9.2% of women develop gestational diabetes, and between 6% and 8% suffer hypertensive disorders during pregnancy. These pathologies, together with preeclampsia and eclampsia (increased blood pressure with liver and kidney damage that can lead to seizures) or preterm delivery can affect the heart of women, too, after delivery. "Pregnancy is a test of physiological effort for any woman, in which hypertrophy occurs in the heart to carry the burden of having a life in. This means that some genetically prone women can develop cardiovascular problems during this period, which they can continue later, "said Almudena Castro, cardiologist at the La Paz University Hospital (Madrid) and coordinator of the SEC's Diabetes and Obesity Working Group.

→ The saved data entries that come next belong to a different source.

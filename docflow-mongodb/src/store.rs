use async_trait::async_trait;
use bson::{Bson, Document};
use futures::TryStreamExt;
use mea::mutex::Mutex;
use mongodb::{
    Client, ClientSession, Collection as MongoCollection, IndexModel,
    error::{Error as MongoError, ErrorKind, WriteFailure},
    options::{self, ClientOptions, ReturnDocument},
};
use std::{fmt, sync::Arc};
use tracing::debug;

use docflow_core::{
    backend::{
        DeleteResult, DynStoreBackend, FindOneAndUpdateOptions, FindOptions, IndexOptions,
        InsertManyResult, InsertOneResult, StoreBackend, StoreBackendBuilder, StoreSession,
        UpdateOptions, UpdateResult,
    },
    error::{DocumentStoreError, DocumentStoreResult},
};

const DUPLICATE_KEY: i32 = 11000;
const NAMESPACE_EXISTS: i32 = 48;

/// Runs a driver action, bound to the store's session when it has one.
macro_rules! with_session {
    ($store:expr, $action:expr) => {
        match &$store.session {
            Some(session) => {
                let mut session = session.lock().await;
                $action.session(&mut *session).await
            }
            None => $action.await,
        }
    };
}

fn backend_error(error: MongoError) -> DocumentStoreError {
    DocumentStoreError::Backend(error.to_string())
}

fn write_error(error: MongoError, collection: &str, id: &Bson) -> DocumentStoreError {
    match error.kind.as_ref() {
        ErrorKind::Write(WriteFailure::WriteError(write)) if write.code == DUPLICATE_KEY => {
            DocumentStoreError::DocumentAlreadyExists(id.to_string(), collection.to_string())
        }
        _ => backend_error(error),
    }
}

fn find_options(options: FindOptions) -> options::FindOptions {
    let mut find_options = options::FindOptions::default();

    find_options.sort = options.sort;
    find_options.skip = options.skip;
    find_options.limit = options.limit.map(|limit| limit as i64);
    find_options.projection = options.projection;

    find_options
}

/// MongoDB-backed [`StoreBackend`].
///
/// A store returned by [`StoreSession::backend`] carries a client session with
/// a started transaction; every operation it issues runs in that transaction.
#[derive(Clone)]
pub struct MongoDbStore {
    client: Client,
    database: String,
    session: Option<Arc<Mutex<ClientSession>>>,
}

impl fmt::Debug for MongoDbStore {
    fn fmt(&self, f: &mut fmt::Formatter<'_>) -> fmt::Result {
        f.debug_struct("MongoDbStore")
            .field("database", &self.database)
            .field("in_transaction", &self.session.is_some())
            .finish()
    }
}

impl MongoDbStore {
    pub fn new(client: Client, database: impl Into<String>) -> Self {
        Self {
            client,
            database: database.into(),
            session: None,
        }
    }

    pub fn builder(dsn: &str, database: &str) -> MongoDbStoreBuilder {
        MongoDbStoreBuilder::new(dsn, database)
    }

    /// The underlying driver client.
    pub fn client(&self) -> &Client {
        &self.client
    }

    fn get_collection(&self, collection_name: &str) -> MongoCollection<Document> {
        self.client
            .database(&self.database)
            .collection(collection_name)
    }
}

#[async_trait]
impl StoreBackend for MongoDbStore {
    async fn insert_one(&self, collection: &str, document: Document) -> DocumentStoreResult<InsertOneResult> {
        let id = document.get("_id").cloned().unwrap_or(Bson::Null);
        let result = with_session!(self, self.get_collection(collection).insert_one(document))
            .map_err(|e| write_error(e, collection, &id))?;

        Ok(InsertOneResult { inserted_id: result.inserted_id })
    }

    async fn insert_many(
        &self,
        collection: &str,
        documents: Vec<Document>,
    ) -> DocumentStoreResult<InsertManyResult> {
        if documents.is_empty() {
            return Ok(InsertManyResult::default());
        }

        let result = with_session!(self, self.get_collection(collection).insert_many(documents))
            .map_err(backend_error)?;

        let mut inserted = result.inserted_ids.into_iter().collect::<Vec<_>>();
        inserted.sort_by_key(|(index, _)| *index);

        Ok(InsertManyResult {
            inserted_ids: inserted.into_iter().map(|(_, id)| id).collect(),
        })
    }

    async fn update(
        &self,
        collection: &str,
        filter: Document,
        update: Document,
        options: UpdateOptions,
    ) -> DocumentStoreResult<UpdateResult> {
        let mongo = self.get_collection(collection);
        let result = match options.many {
            true => with_session!(self, mongo.update_many(filter, update).upsert(options.upsert)),
            false => with_session!(self, mongo.update_one(filter, update).upsert(options.upsert)),
        }
        .map_err(backend_error)?;

        Ok(UpdateResult {
            matched_count: result.matched_count,
            modified_count: result.modified_count,
            upserted_id: result.upserted_id,
        })
    }

    async fn delete(&self, collection: &str, filter: Document, many: bool) -> DocumentStoreResult<DeleteResult> {
        let mongo = self.get_collection(collection);
        let result = match many {
            true => with_session!(self, mongo.delete_many(filter)),
            false => with_session!(self, mongo.delete_one(filter)),
        }
        .map_err(backend_error)?;

        Ok(DeleteResult { deleted_count: result.deleted_count })
    }

    async fn find(
        &self,
        collection: &str,
        filter: Document,
        options: FindOptions,
    ) -> DocumentStoreResult<Vec<Document>> {
        let mongo = self.get_collection(collection);
        let find = mongo.find(filter).with_options(find_options(options));

        match &self.session {
            Some(session) => {
                let mut session = session.lock().await;
                let mut cursor = find.session(&mut *session).await.map_err(backend_error)?;

                cursor
                    .stream(&mut *session)
                    .try_collect::<Vec<Document>>()
                    .await
                    .map_err(backend_error)
            }
            None => find
                .await
                .map_err(backend_error)?
                .try_collect::<Vec<Document>>()
                .await
                .map_err(backend_error),
        }
    }

    async fn find_one_and_update(
        &self,
        collection: &str,
        filter: Document,
        update: Document,
        options: FindOneAndUpdateOptions,
    ) -> DocumentStoreResult<Option<Document>> {
        let return_document = match options.return_new {
            true => ReturnDocument::After,
            false => ReturnDocument::Before,
        };

        with_session!(
            self,
            self.get_collection(collection)
                .find_one_and_update(filter, update)
                .return_document(return_document)
                .upsert(options.upsert)
        )
        .map_err(backend_error)
    }

    async fn find_one_and_delete(&self, collection: &str, filter: Document) -> DocumentStoreResult<Option<Document>> {
        with_session!(self, self.get_collection(collection).find_one_and_delete(filter))
            .map_err(backend_error)
    }

    async fn count(&self, collection: &str, filter: Document) -> DocumentStoreResult<u64> {
        with_session!(self, self.get_collection(collection).count_documents(filter))
            .map_err(backend_error)
    }

    async fn aggregate(&self, collection: &str, pipeline: Vec<Document>) -> DocumentStoreResult<Vec<Document>> {
        let mongo = self.get_collection(collection);
        let aggregate = mongo.aggregate(pipeline);

        match &self.session {
            Some(session) => {
                let mut session = session.lock().await;
                let mut cursor = aggregate.session(&mut *session).await.map_err(backend_error)?;

                cursor
                    .stream(&mut *session)
                    .try_collect::<Vec<Document>>()
                    .await
                    .map_err(backend_error)
            }
            None => aggregate
                .await
                .map_err(backend_error)?
                .try_collect::<Vec<Document>>()
                .await
                .map_err(backend_error),
        }
    }

    async fn create_index(&self, collection: &str, keys: Document, options: IndexOptions) -> DocumentStoreResult<()> {
        let model = IndexModel::builder()
            .keys(keys)
            .options(
                options::IndexOptions::builder()
                    .unique(options.unique)
                    .name(options.name)
                    .build()
            )
            .build();

        with_session!(self, self.get_collection(collection).create_index(model))
            .map_err(backend_error)?;

        Ok(())
    }

    async fn create_collection(&self, name: &str) -> DocumentStoreResult<()> {
        let database = self.client.database(&self.database);

        match with_session!(self, database.create_collection(name)) {
            Ok(()) => Ok(()),
            Err(error) if matches!(error.kind.as_ref(), ErrorKind::Command(command) if command.code == NAMESPACE_EXISTS) => {
                debug!(collection = name, "collection already exists");
                Ok(())
            }
            Err(error) => Err(backend_error(error)),
        }
    }

    async fn drop_collection(&self, name: &str) -> DocumentStoreResult<()> {
        with_session!(self, self.get_collection(name).drop())
            .map_err(backend_error)
    }

    async fn list_collections(&self) -> DocumentStoreResult<Vec<String>> {
        let database = self.client.database(&self.database);
        let mut names = with_session!(self, database.list_collection_names())
            .map_err(backend_error)?;
        names.sort();

        Ok(names)
    }

    async fn start_transaction(&self) -> DocumentStoreResult<Box<dyn StoreSession>> {
        if self.session.is_some() {
            return Err(DocumentStoreError::Backend("nested transactions are not supported".to_string()));
        }

        let mut session = self.client.start_session().await.map_err(backend_error)?;
        session.start_transaction().await.map_err(backend_error)?;

        Ok(Box::new(MongoDbSession {
            store: MongoDbStore {
                client: self.client.clone(),
                database: self.database.clone(),
                session: Some(Arc::new(Mutex::new(session))),
            },
        }))
    }

    async fn shutdown(&self) -> DocumentStoreResult<()> {
        self.client.clone().shutdown().await;

        Ok(())
    }
}

/// A MongoDB client session with a started transaction.
pub struct MongoDbSession {
    store: MongoDbStore,
}

impl MongoDbSession {
    fn client_session(&self) -> DocumentStoreResult<&Arc<Mutex<ClientSession>>> {
        self.store
            .session
            .as_ref()
            .ok_or_else(|| DocumentStoreError::Backend("session is not bound to a transaction".to_string()))
    }
}

#[async_trait]
impl StoreSession for MongoDbSession {
    fn backend(&self) -> Arc<dyn DynStoreBackend> {
        Arc::new(self.store.clone())
    }

    async fn commit(&mut self) -> DocumentStoreResult<()> {
        let mut session = self.client_session()?.lock().await;

        session.commit_transaction().await.map_err(backend_error)
    }

    async fn abort(&mut self) -> DocumentStoreResult<()> {
        let mut session = self.client_session()?.lock().await;

        session.abort_transaction().await.map_err(backend_error)
    }

    async fn end(self: Box<Self>) -> DocumentStoreResult<()> {
        debug!(database = %self.store.database, "ending client session");

        Ok(())
    }
}

pub struct MongoDbStoreBuilder {
    dsn: String,
    database: String,
}

impl MongoDbStoreBuilder {
    pub fn new(dsn: &str, database: &str) -> Self {
        Self {
            dsn: dsn.to_string(),
            database: database.to_string(),
        }
    }
}

#[async_trait]
impl StoreBackendBuilder for MongoDbStoreBuilder {
    type Backend = MongoDbStore;

    async fn build(self) -> DocumentStoreResult<Self::Backend> {
        Ok(MongoDbStore::new(
            Client::with_options(
                ClientOptions::parse(&self.dsn)
                    .await
                    .map_err(|e| DocumentStoreError::Initialization(e.to_string()))?,
            )
            .map_err(|e| DocumentStoreError::Initialization(e.to_string()))?,
            self.database,
        ))
    }
}

#[cfg(test)]
mod tests {
    use super::*;
    use bson::doc;

    #[test]
    fn test_find_options_translation() {
        let options = find_options(
            FindOptions::default()
                .sort(doc! { "n": -1 })
                .skip(5)
                .limit(10)
                .projection(doc! { "n": 1 }),
        );

        assert_eq!(options.sort, Some(doc! { "n": -1 }));
        assert_eq!(options.skip, Some(5));
        assert_eq!(options.limit, Some(10));
        assert_eq!(options.projection, Some(doc! { "n": 1 }));
    }

    #[tokio::test]
    async fn test_builder_rejects_invalid_dsn() {
        let result = MongoDbStore::builder("not-a-dsn", "db").build().await;

        assert!(matches!(result, Err(DocumentStoreError::Initialization(_))));
    }
}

In turn, patients with early gestational loss also enter this risk group that occurs in the, called in the project, fourth quarter. "Especially those who have had recurrent abortions, that is, three or more." According to a recent study that includes nearly one million women followed for 35 years, spontaneous preterm delivery is an independent risk factor, which may include an increase of ischemic disease, heart attack or stroke ", explained María Goya, an obstetrician at the Vall d'Hebron Hospital in Barcelona, and secretary of the Spanish Group on Diabetes and Pregnancy of SEGO.

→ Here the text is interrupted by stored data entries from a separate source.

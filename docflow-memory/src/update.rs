//! Update-operator application for in-memory documents.
//!
//! Supports `$set`, `$unset`, `$inc`, `$push` (with `$each`), `$addToSet`,
//! `$pull`, `$rename` and `$setOnInsert`. Paths are dotted; numeric segments
//! index into arrays. A `$` segment is the positional operator: it stands for
//! the first element of that array matched by the update's filter.

use bson::{Bson, Document};

use docflow_core::error::{DocumentStoreError, DocumentStoreResult};

use crate::evaluator::{DocumentEvaluator, get_path, values_equal};

/// How far past the end of an array a path may write. The gap is filled with nulls.
const MAX_ARRAY_PADDING: usize = 1024;

fn invalid(message: impl Into<String>) -> DocumentStoreError {
    DocumentStoreError::InvalidDocument(message.into())
}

Lack of follow-up after delivery
Despite these data, 75% of women who have developed complications during pregnancy do not undergo medical monitoring once they have finished. "The problem is that women believe that once they have given birth to their children, the problem is over and both the professionals are no longer aware that this is a risk factor associated with these women, as they forget that they have an risk and not take care as they should, "Castro added.
To avoid the lack of follow-up after childbirth and reduce risk factors, experts have pointed out a number of points that they consider key: promoting the figure of personalized midwives; Maintain breastfeeding for at least six months; perform a family approach to healthy life habits, which includes following a varied and balanced diet; practice moderate intensity physical exercise on a regular basis; give up tobacco; plan postpartum contraception, delaying a future pregnancy until weight is controlled; establish medical examinations in companies as fundamental to screening; and add these patients as a risk group in the different clinical practice guidelines.
"Traditionally, there is no follow-up protocol, even if there has been some problem during pregnancy.After childbirth, all efforts go to the baby and mothers move to a second place in terms of health care", she said. highlighted Vicente Pallarés, coordinator of the Working Group on Arterial Hypertension and Cardiovascular Disease of Semergen. Meanwhile, Irene Breton, also present in the presentation, stressed that, among other risks, "one in two women with gestational diabetes may develop type 2 diabetes within 5 to 10 years." Therefore, "after delivery, it is necessary to continue monitoring, maintain a healthy lifestyle and control weight, something that is not always carried out."